Fresenius Medical Care AG & Co. KGaA ("the Company") (Frankfurt Stock Exchange: FME, FME3) (NYSE: FMS, FMS-p), the world's largest provider of Dialysis Products and Services, today announced the results for the second quarter and the first six months 2006.

Second Quarter 2006:
Please note, the result of operations of Renal Care Group (RCG) is consolidated from April 1, 2006 onwards.

Revenue
Total revenue for the second quarter 2006 compared to the second quarter 2005 increased by 29% (30% at constant currency) to $2,165 million. Total organic revenue growth worldwide was 9%. Dialysis Services revenue grew by 38% to $1,652 million (38% at constant currency) in the second quarter of 2006. Dialysis Product revenue increased by 9% to $514 million (9% at constant currency) in the same period. Excluding Renal Care Group (RCG) and the divested dialysis clinics in conjunction with the acquisition of RCG, revenue for the second quarter 2006 grew by 9%.
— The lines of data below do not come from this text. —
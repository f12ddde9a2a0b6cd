//! Intent routing
//!
//! Turns a user message into a `RoutingDecision`. Two strategies share one
//! trait: keyword rules, and an LLM with a JSON output contract that falls
//! back to the rules (or a fixed `general` decision) when it misbehaves.

use async_trait::async_trait;
use serde::Deserialize;
use serde_json::Value;
use std::sync::Arc;
use std::time::Duration;
use tracing::{debug, info, warn};

use crate::config::FailurePolicy;
use crate::error::ClassifyError;
use crate::llm::ChatCompletion;
use crate::types::{agent_sequence, AgentId, DecisionSource, Intent, RoutingDecision};

/// Produces a routing decision for a message. Never fails.
#[cfg_attr(test, mockall::automock)]
#[async_trait]
pub trait IntentRouter: Send + Sync {
    async fn classify(&self, message: &str) -> RoutingDecision;
}

// ============ Keyword rules ============

const ALERT_WORDS: &[&str] = &["alert", "delay", "issue", "problem", "disruption"];
const PLANNING_WORDS: &[&str] = &["how do i get", "route", "directions", "travel", "trip", "get to"];
const STOP_WORDS: &[&str] = &["stop", "station", "find", "near"];

fn mentions(message: &str, words: &[&str]) -> bool {
    words.iter().any(|w| message.contains(w))
}

/// Rule-based router
#[derive(Debug, Default, Clone, Copy)]
pub struct KeywordRouter;

impl KeywordRouter {
    pub fn new() -> Self {
        Self
    }

    /// Synchronous core of `classify`
    pub fn decide(&self, message: &str) -> RoutingDecision {
        let message = message.to_lowercase();
        let alerts = mentions(&message, ALERT_WORDS);
        let planning = mentions(&message, PLANNING_WORDS);
        let stops = mentions(&message, STOP_WORDS);

        let (intent, confidence) = if alerts {
            (Intent::Alerts, 0.9)
        } else if planning {
            (Intent::TripPlanning, 0.9)
        } else if stops {
            (Intent::StopInfo, 0.85)
        } else {
            (Intent::General, 0.6)
        };

        let agents = agent_sequence(alerts, stops, planning);
        let reasoning = format!(
            "keyword rules matched alerts={} stops={} planning={}",
            alerts, stops, planning
        );

        RoutingDecision {
            intent,
            confidence,
            agents,
            reasoning,
            source: DecisionSource::Keyword,
        }
    }
}

#[async_trait]
impl IntentRouter for KeywordRouter {
    async fn classify(&self, message: &str) -> RoutingDecision {
        self.decide(message)
    }
}

// ============ LLM ============

const SYSTEM_PROMPT: &str = "You are a routing analyzer. Return ONLY valid JSON, no other text.";

fn build_prompt(query: &str) -> String {
    format!(
        r#"Analyze this MBTA transit query and determine intent and required agents.

Query: "{query}"

Available agents:
- mbta-alerts: Service alerts, delays, disruptions
- mbta-stops: Find stations, stop information
- mbta-route-planner: Trip planning, route suggestions

Determine:
1. PRIMARY INTENT: alerts, stop_info, trip_planning, or general
2. CONFIDENCE: 0.0-1.0
3. AGENTS NEEDED (ordered), one of:
   ["mbta-alerts"], ["mbta-stops"], ["mbta-route-planner"],
   ["mbta-alerts", "mbta-route-planner"], ["mbta-stops", "mbta-route-planner"],
   ["mbta-alerts", "mbta-stops", "mbta-route-planner"]
   or [] for greetings and off-topic messages.

Rules:
- Only delays/alerts -> ["mbta-alerts"]
- Only stops/stations -> ["mbta-stops"]
- Only routing -> ["mbta-route-planner"]
- Delays + routing -> ["mbta-alerts", "mbta-route-planner"]
- Stops + routing -> ["mbta-stops", "mbta-route-planner"]
- Delays + stops + routing -> ["mbta-alerts", "mbta-stops", "mbta-route-planner"]

Return JSON only:
{{"intent": "alerts", "confidence": 0.9, "agents_needed": ["mbta-alerts"], "reasoning": "explanation"}}"#
    )
}

/// Shape of the classifier's JSON before validation
#[derive(Debug, Deserialize)]
struct RawDecision {
    intent: Option<String>,
    confidence: Option<f64>,
    agents_needed: Option<Vec<String>>,
    #[serde(default)]
    reasoning: Option<Value>,
}

/// Reasoning is informational, so any JSON shape is accepted
fn reasoning_text(value: Option<Value>) -> String {
    match value {
        None | Some(Value::Null) => String::new(),
        Some(Value::String(text)) => text,
        Some(other) => other.to_string(),
    }
}

/// Validate classifier output into a typed decision
pub fn parse_decision(text: &str) -> Result<RoutingDecision, ClassifyError> {
    let raw: RawDecision = serde_json::from_str(text.trim())
        .map_err(|e| ClassifyError::MalformedOutput(e.to_string()))?;

    let intent = raw.intent.ok_or(ClassifyError::MissingField("intent"))?;
    let intent: Intent = intent
        .parse()
        .map_err(|_| ClassifyError::UnknownIntent(intent))?;

    let names = raw.agents_needed.ok_or(ClassifyError::MissingField("agents_needed"))?;
    if names.len() > 3 {
        return Err(ClassifyError::TooManyAgents(names.len()));
    }
    let agents = names
        .into_iter()
        .map(|name| name.parse::<AgentId>().map_err(|_| ClassifyError::UnknownAgent(name)))
        .collect::<Result<Vec<_>, _>>()?;

    let confidence = raw
        .confidence
        .filter(|c| c.is_finite())
        .map(|c| c.clamp(0.0, 1.0))
        .unwrap_or(0.5);

    Ok(RoutingDecision {
        intent,
        confidence,
        agents,
        reasoning: reasoning_text(raw.reasoning),
        source: DecisionSource::Llm,
    })
}

/// LLM-backed router
pub struct LlmRouter {
    backend: Arc<dyn ChatCompletion>,
    timeout: Duration,
    on_failure: FailurePolicy,
    keywords: KeywordRouter,
}

impl LlmRouter {
    pub fn new(backend: Arc<dyn ChatCompletion>, timeout: Duration, on_failure: FailurePolicy) -> Self {
        Self {
            backend,
            timeout,
            on_failure,
            keywords: KeywordRouter::new(),
        }
    }

    async fn try_classify(&self, message: &str) -> Result<RoutingDecision, ClassifyError> {
        let prompt = build_prompt(message);
        let text = tokio::time::timeout(self.timeout, self.backend.complete_json(SYSTEM_PROMPT, &prompt))
            .await
            .map_err(|_| ClassifyError::Timeout(self.timeout.as_secs()))??;

        debug!("Classifier raw output: {}", crate::truncate_safe(&text, 500));
        parse_decision(&text)
    }

    fn degrade(&self, message: &str, error: &ClassifyError) -> RoutingDecision {
        match self.on_failure {
            FailurePolicy::Keyword => {
                let mut decision = self.keywords.decide(message);
                decision.reasoning = format!("LLM classification failed ({}); {}", error, decision.reasoning);
                decision
            }
            FailurePolicy::General => {
                RoutingDecision::general_fallback(format!("LLM classification failed: {}", error))
            }
        }
    }
}

#[async_trait]
impl IntentRouter for LlmRouter {
    async fn classify(&self, message: &str) -> RoutingDecision {
        match self.try_classify(message).await {
            Ok(decision) => {
                info!(
                    "LLM classification: intent={} confidence={:.2} agents={:?}",
                    decision.intent, decision.confidence, decision.agents
                );
                debug!("Reasoning: {}", decision.reasoning);
                decision
            }
            Err(e) => {
                warn!("LLM classification failed: {}", e);
                self.degrade(message, &e)
            }
        }
    }
}

#[cfg(test)]
mod tests {
    use super::*;
    use crate::llm::MockChatCompletion;
    use AgentId::*;

    #[test]
    fn test_keyword_alerts() {
        let d = KeywordRouter.decide("Red Line delays?");
        assert_eq!(d.intent, Intent::Alerts);
        assert_eq!(d.agents, vec![Alerts]);
        assert_eq!(d.confidence, 0.9);
        assert_eq!(d.source, DecisionSource::Keyword);
    }

    #[test]
    fn test_keyword_stops() {
        let d = KeywordRouter.decide("Find stops near Harvard");
        assert_eq!(d.intent, Intent::StopInfo);
        assert_eq!(d.agents, vec![Stops]);
        assert_eq!(d.confidence, 0.85);
    }

    #[test]
    fn test_keyword_planning_chains() {
        let d = KeywordRouter.decide("How do I get from Park Street to MIT?");
        assert_eq!(d.intent, Intent::TripPlanning);
        assert_eq!(d.agents, vec![Planner]);

        let d = KeywordRouter.decide("Best route to Harvard considering delays");
        assert_eq!(d.intent, Intent::Alerts);
        assert_eq!(d.agents, vec![Alerts, Planner]);

        let d = KeywordRouter.decide("Check delays, find nearby stops, plan route to Harvard");
        assert_eq!(d.agents, vec![Alerts, Stops, Planner]);
    }

    #[test]
    fn test_keyword_general() {
        let d = KeywordRouter.decide("hello there");
        assert_eq!(d.intent, Intent::General);
        assert!(d.agents.is_empty());
    }

    #[test]
    fn test_parse_valid_decision() {
        let d = parse_decision(
            r#"{"intent":"trip_planning","confidence":0.82,"agents_needed":["mbta-stops","mbta-route-planner"],"reasoning":"stops then route"}"#,
        )
        .unwrap();
        assert_eq!(d.intent, Intent::TripPlanning);
        assert_eq!(d.agents, vec![Stops, Planner]);
        assert_eq!(d.reasoning, "stops then route");
        assert_eq!(d.source, DecisionSource::Llm);
    }

    #[test]
    fn test_parse_accepts_non_string_reasoning() {
        let d = parse_decision(r#"{"intent":"alerts","confidence":0.9,"agents_needed":["mbta-alerts"],"reasoning":42}"#).unwrap();
        assert_eq!(d.agents, vec![Alerts]);
        assert_eq!(d.reasoning, "42");

        let d = parse_decision(
            r#"{"intent":"stop_info","agents_needed":["mbta-stops"],"reasoning":{"why":"station lookup"}}"#,
        )
        .unwrap();
        assert_eq!(d.intent, Intent::StopInfo);
        assert_eq!(d.reasoning, r#"{"why":"station lookup"}"#);

        let d = parse_decision(r#"{"intent":"general","agents_needed":[],"reasoning":null}"#).unwrap();
        assert_eq!(d.reasoning, "");
    }

    #[test]
    fn test_parse_keeps_duplicates() {
        let d = parse_decision(r#"{"intent":"alerts","agents_needed":["mbta-alerts","mbta-alerts"]}"#).unwrap();
        assert_eq!(d.agents, vec![Alerts, Alerts]);
        assert_eq!(d.confidence, 0.5);
    }

    #[test]
    fn test_parse_clamps_confidence() {
        let d = parse_decision(r#"{"intent":"general","confidence":7,"agents_needed":[]}"#).unwrap();
        assert_eq!(d.confidence, 1.0);
    }

    #[test]
    fn test_parse_rejects_bad_payloads() {
        assert!(matches!(parse_decision("not json"), Err(ClassifyError::MalformedOutput(_))));
        assert!(matches!(
            parse_decision(r#"{"agents_needed":[]}"#),
            Err(ClassifyError::MissingField("intent"))
        ));
        assert!(matches!(
            parse_decision(r#"{"intent":"alerts"}"#),
            Err(ClassifyError::MissingField("agents_needed"))
        ));
        assert!(matches!(
            parse_decision(r#"{"intent":"weather","agents_needed":[]}"#),
            Err(ClassifyError::UnknownIntent(_))
        ));
        assert!(matches!(
            parse_decision(r#"{"intent":"alerts","agents_needed":["mbta-fares"]}"#),
            Err(ClassifyError::UnknownAgent(_))
        ));
        assert!(matches!(
            parse_decision(r#"{"intent":"alerts","agents_needed":["alerts","stops","planner","alerts"]}"#),
            Err(ClassifyError::TooManyAgents(4))
        ));
    }

    #[tokio::test]
    async fn test_llm_router_uses_backend() {
        let mut backend = MockChatCompletion::new();
        backend.expect_complete_json().times(1).returning(|_, _| {
            Ok(r#"{"intent":"alerts","confidence":0.95,"agents_needed":["mbta-alerts"],"reasoning":"delays"}"#.to_string())
        });

        let router = LlmRouter::new(Arc::new(backend), Duration::from_secs(5), FailurePolicy::General);
        let d = router.classify("Red Line delays?").await;
        assert_eq!(d.intent, Intent::Alerts);
        assert_eq!(d.agents, vec![Alerts]);
        assert_eq!(d.source, DecisionSource::Llm);
    }

    #[tokio::test]
    async fn test_llm_router_general_fallback_on_error() {
        let mut backend = MockChatCompletion::new();
        backend
            .expect_complete_json()
            .returning(|_, _| Err(anyhow::anyhow!("LLM API error (500)")));

        let router = LlmRouter::new(Arc::new(backend), Duration::from_secs(5), FailurePolicy::General);
        let d = router.classify("Red Line delays?").await;
        assert_eq!(d.intent, Intent::General);
        assert!(d.confidence <= 0.5);
        assert!(d.agents.is_empty());
        assert_eq!(d.source, DecisionSource::Fallback);
    }

    #[tokio::test]
    async fn test_llm_router_keyword_fallback_on_malformed_output() {
        let mut backend = MockChatCompletion::new();
        backend
            .expect_complete_json()
            .returning(|_, _| Ok(r#"{"intent": "alerts""#.to_string()));

        let router = LlmRouter::new(Arc::new(backend), Duration::from_secs(5), FailurePolicy::Keyword);
        let d = router.classify("Find stops near Fenway").await;
        assert_eq!(d.intent, Intent::StopInfo);
        assert_eq!(d.agents, vec![Stops]);
        assert_eq!(d.source, DecisionSource::Keyword);
        assert!(d.reasoning.contains("LLM classification failed"));
    }

    struct StalledBackend;

    #[async_trait]
    impl ChatCompletion for StalledBackend {
        async fn complete_json(&self, _system: &str, _user: &str) -> anyhow::Result<String> {
            tokio::time::sleep(Duration::from_secs(30)).await;
            Ok(String::new())
        }
    }

    #[tokio::test]
    async fn test_llm_router_times_out() {
        let router = LlmRouter::new(Arc::new(StalledBackend), Duration::from_millis(50), FailurePolicy::General);
        let d = router.classify("anything").await;
        assert_eq!(d.source, DecisionSource::Fallback);
    }

    #[test]
    fn test_prompt_contains_query() {
        let prompt = build_prompt("Red Line delays?");
        assert!(prompt.contains("Query: \"Red Line delays?\""));
        assert!(prompt.contains("mbta-route-planner"));
    }
}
North America revenue increased by 38% to $1,561 million. Dialysis Services revenue increased by 43% to $1,428 million. Average revenue per treatment for the U.S. clinics increased by 8% to $317 in the second quarter 2006 as compared to $294 for the same quarter in 2005. Dialysis Product revenue increased by 5% to $133 million led by strong sales of our 2008K hemodialysis machines and single-use dialyzer sales (Carepak™). Excluding RCG and the related divestitures, the dialysis product revenue increased by 10% versus last year.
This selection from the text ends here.